**TASK STATEMENT:**
Whatever appears in the records, write it out again exactly.
.....
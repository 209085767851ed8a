//! Server setup and initialization
//!
//! Provides the main application builder and server runner.

use std::net::SocketAddr;
use std::sync::Arc;

use axum::Router;
use fleet_common::{AppConfig, AppError, AppResult};
use fleet_core::{BannerKind, BannerRepository, SystemClock};
use fleet_db::{create_pool, run_migrations, MemoryBannerRepository, PgBannerRepository};
use fleet_service::ServiceContextBuilder;
use tokio::net::TcpListener;
use tracing::{info, warn};

use crate::middleware::{apply_middleware, apply_middleware_with_config};
use crate::routes::{create_router, health_routes};
use crate::scheduler::spawn_reconciler;
use crate::state::AppState;

/// Build the complete Axum application with all routes and middleware
///
/// Health routes get the base stack only so probes are never rate limited.
pub fn create_app(state: AppState) -> AppResult<Router> {
    let config = state.config();
    let api = apply_middleware_with_config(
        create_router(),
        &config.rate_limit,
        &config.cors,
        config.app.env.is_production(),
    )?;
    let health = apply_middleware(health_routes());

    Ok(api.merge(health).with_state(state))
}

/// Initialize all dependencies and create AppState
pub async fn create_app_state(config: AppConfig) -> AppResult<AppState> {
    let (site_repo, ad_repo): (Arc<dyn BannerRepository>, Arc<dyn BannerRepository>) =
        match &config.database {
            Some(db_config) => {
                info!("Connecting to PostgreSQL...");
                let pool = create_pool(db_config)
                    .await
                    .map_err(|e| AppError::Database(e.to_string()))?;
                info!("PostgreSQL connection established");

                if db_config.run_migrations {
                    run_migrations(&pool)
                        .await
                        .map_err(|e| AppError::Database(e.to_string()))?;
                }

                (
                    Arc::new(PgBannerRepository::new(pool.clone(), BannerKind::Site)),
                    Arc::new(PgBannerRepository::new(pool, BannerKind::Ad)),
                )
            }
            None => {
                warn!("DATABASE_URL not set; banners are kept in memory and lost on exit");
                (
                    Arc::new(MemoryBannerRepository::new(BannerKind::Site)),
                    Arc::new(MemoryBannerRepository::new(BannerKind::Ad)),
                )
            }
        };

    if config.admin.api_token.is_none() {
        warn!("ADMIN_API_TOKEN not set; admin routes are open");
    }

    let service_context = ServiceContextBuilder::new()
        .site_repo(site_repo)
        .ad_repo(ad_repo)
        .clock(Arc::new(SystemClock))
        .override_window_hours(config.reconcile.override_window_hours)
        .build()
        .map_err(|e| AppError::Config(e.to_string()))?;

    Ok(AppState::new(service_context, config))
}

/// Run the HTTP server until Ctrl+C
pub async fn run_server(app: Router, addr: SocketAddr) -> AppResult<()> {
    info!("Starting HTTP server on {}", addr);

    let listener = TcpListener::bind(addr)
        .await
        .map_err(|e| AppError::Server(format!("Failed to bind to {}: {}", addr, e)))?;

    info!("Server listening on http://{}", addr);

    axum::serve(listener, app)
        .with_graceful_shutdown(shutdown_signal())
        .await
        .map_err(|e| AppError::Server(e.to_string()))?;

    Ok(())
}

async fn shutdown_signal() {
    match tokio::signal::ctrl_c().await {
        Ok(()) => info!("Shutdown signal received"),
        Err(e) => warn!(error = %e, "Failed to listen for shutdown signal"),
    }
}

/// Run the complete server with configuration
pub async fn run(config: AppConfig) -> AppResult<()> {
    let addr: SocketAddr = config
        .api
        .address()
        .parse()
        .map_err(|e| AppError::Config(format!("Invalid listen address: {}", e)))?;

    // Create app state
    let state = create_app_state(config).await?;

    // Start the reconciliation scheduler alongside the HTTP server
    let reconciler = spawn_reconciler(state.shared_context(), &state.config().reconcile);

    // Build application
    let app = create_app(state)?;

    // Run server
    let result = run_server(app, addr).await;

    if let Some(handle) = reconciler {
        handle.abort();
        info!("Banner reconciliation scheduler stopped");
    }

    result
}
//! Manual-override guard
//!
//! After an administrator deactivates a banner, automatic reconciliation must
//! leave the flag alone for a grace window. The stamp never affects display.

use chrono::{DateTime, Duration, Utc};

/// Default grace window after a manual deactivation
pub const DEFAULT_OVERRIDE_WINDOW_HOURS: i64 = 24;

/// Longest grace window accepted from configuration (one year)
pub const MAX_OVERRIDE_WINDOW_HOURS: i64 = 24 * 365;

/// Build the override window from an hour count.
///
/// Returns `None` for negative counts and counts above
/// [`MAX_OVERRIDE_WINDOW_HOURS`].
pub fn override_window(hours: i64) -> Option<Duration> {
    if !(0..=MAX_OVERRIDE_WINDOW_HOURS).contains(&hours) {
        return None;
    }
    Duration::try_hours(hours)
}

/// True iff a manual deactivation happened less than `window` before `now`
pub fn is_override_active(
    manually_deactivated_at: Option<DateTime<Utc>>,
    now: DateTime<Utc>,
    window: Duration,
) -> bool {
    manually_deactivated_at.is_some_and(|at| now - at < window)
}
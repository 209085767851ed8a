//! # fleet-service
//!
//! Application layer: banner management use cases, the read-path display
//! filter, and the reconciliation job that realigns stored flags with
//! banner schedules.

pub mod dto;
pub mod services;

pub use services::{
    BannerService, HealthService, ReconcileService, ServiceContext, ServiceContextBuilder,
    ServiceError, ServiceResult,
};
.....
**ANSWER TO THIS TASK:**
repository 209085767851ed8a
//! Server setup and initialization
//!
//! Provides the main application builder and server runner.

use std::net::SocketAddr;
use std::sync::Arc;

use axum::Router;
use fleet_common::{AppConfig, AppError, AppResult};
use fleet_core::{BannerKind, BannerRepository, SystemClock};
use fleet_db::{create_pool, run_migrations, MemoryBannerRepository, PgBannerRepository};
use fleet_service::ServiceContextBuilder;
use tokio::net::TcpListener;
use tracing::{info, warn};

use crate::middleware::{apply_middleware, apply_middleware_with_config};
use crate::routes::{create_router, health_routes};
use crate::scheduler::spawn_reconciler;
use crate::state::AppState;

/// Build the complete Axum application with all routes and middleware
///
/// Health routes get the base stack only so probes are never rate limited.
pub fn create_app(state: AppState) -> AppResult<Router> {
    let config = state.config();
    let api = apply_middleware_with_config(
        create_router(),
        &config.rate_limit,
        &config.cors,
        config.app.env.is_production(),
    )?;
    let health = apply_middleware(health_routes());

    Ok(api.merge(health).with_state(state))
}

/// Initialize all dependencies and create AppState
pub async fn create_app_state(config: AppConfig) -> AppResult<AppState> {
    let (site_repo, ad_repo): (Arc<dyn BannerRepository>, Arc<dyn BannerRepository>) =
        match &config.database {
            Some(db_config) => {
                info!("Connecting to PostgreSQL...");
                let pool = create_pool(db_config)
                    .await
                    .map_err(|e| AppError::Database(e.to_string()))?;
                info!("PostgreSQL connection established");

                if db_config.run_migrations {
                    run_migrations(&pool)
                        .await
                        .map_err(|e| AppError::Database(e.to_string()))?;
                }

                (
                    Arc::new(PgBannerRepository::new(pool.clone(), BannerKind::Site)),
                    Arc::new(PgBannerRepository::new(pool, BannerKind::Ad)),
                )
            }
            None => {
                warn!("DATABASE_URL not set; banners are kept in memory and lost on exit");
                (
                    Arc::new(MemoryBannerRepository::new(BannerKind::Site)),
                    Arc::new(MemoryBannerRepository::new(BannerKind::Ad)),
                )
            }
        };

    if config.admin.api_token.is_none() {
        warn!("ADMIN_API_TOKEN not set; admin routes are open");
    }

    let service_context = ServiceContextBuilder::new()
        .site_repo(site_repo)
        .ad_repo(ad_repo)
        .clock(Arc::new(SystemClock))
        .override_window_hours(config.reconcile.override_window_hours)
        .build()
        .map_err(|e| AppError::Config(e.to_string()))?;

    Ok(AppState::new(service_context, config))
}

/// Run the HTTP server until Ctrl+C
pub async fn run_server(app: Router, addr: SocketAddr) -> AppResult<()> {
    info!("Starting HTTP server on {}", addr);

    let listener = TcpListener::bind(addr)
        .await
        .map_err(|e| AppError::Server(format!("Failed to bind to {}: {}", addr, e)))?;

    info!("Server listening on http://{}", addr);

    axum::serve(listener, app)
        .with_graceful_shutdown(shutdown_signal())
        .await
        .map_err(|e| AppError::Server(e.to_string()))?;

    Ok(())
}

async fn shutdown_signal() {
    match tokio::signal::ctrl_c().await {
        Ok(()) => info!("Shutdown signal received"),
        Err(e) => warn!(error = %e, "Failed to listen for shutdown signal"),
    }
}

/// Run the complete server with configuration
pub async fn run(config: AppConfig) -> AppResult<()> {
    let addr: SocketAddr = config
        .api
        .address()
        .parse()
        .map_err(|e| AppError::Config(format!("Invalid listen address: {}", e)))?;

    // Create app state
    let state = create_app_state(config).await?;

    // Start the reconciliation scheduler alongside the HTTP server
    let reconciler = spawn_reconciler(state.shared_context(), &state.config().reconcile);

    // Build application
    let app = create_app(state)?;

    // Run server
    let result = run_server(app, addr).await;

    if let Some(handle) = reconciler {
        handle.abort();
        info!("Banner reconciliation scheduler stopped");
    }

    result
}
//! Manual-override guard
//!
//! After an administrator deactivates a banner, automatic reconciliation must
//! leave the flag alone for a grace window. The stamp never affects display.

use chrono::{DateTime, Duration, Utc};

/// Default grace window after a manual deactivation
pub const DEFAULT_OVERRIDE_WINDOW_HOURS: i64 = 24;

/// Longest grace window accepted from configuration (one year)
pub const MAX_OVERRIDE_WINDOW_HOURS: i64 = 24 * 365;

/// Build the override window from an hour count.
///
/// Returns `None` for negative counts and counts above
/// [`MAX_OVERRIDE_WINDOW_HOURS`].
pub fn override_window(hours: i64) -> Option<Duration> {
    if !(0..=MAX_OVERRIDE_WINDOW_HOURS).contains(&hours) {
        return None;
    }
    Duration::try_hours(hours)
}

/// True iff a manual deactivation happened less than `window` before `now`
pub fn is_override_active(
    manually_deactivated_at: Option<DateTime<Utc>>,
    now: DateTime<Utc>,
    window: Duration,
) -> bool {
    manually_deactivated_at.is_some_and(|at| now - at < window)
}
repository 209085767851ed8a
//! # fleet-service
//!
//! Application layer: banner management use cases, the read-path display
//! filter, and the reconciliation job that realigns stored flags with
//! banner schedules.

pub mod dto;
pub mod services;

pub use services::{
    BannerService, HealthService, ReconcileService, ServiceContext, ServiceContextBuilder,
    ServiceError, ServiceResult,
};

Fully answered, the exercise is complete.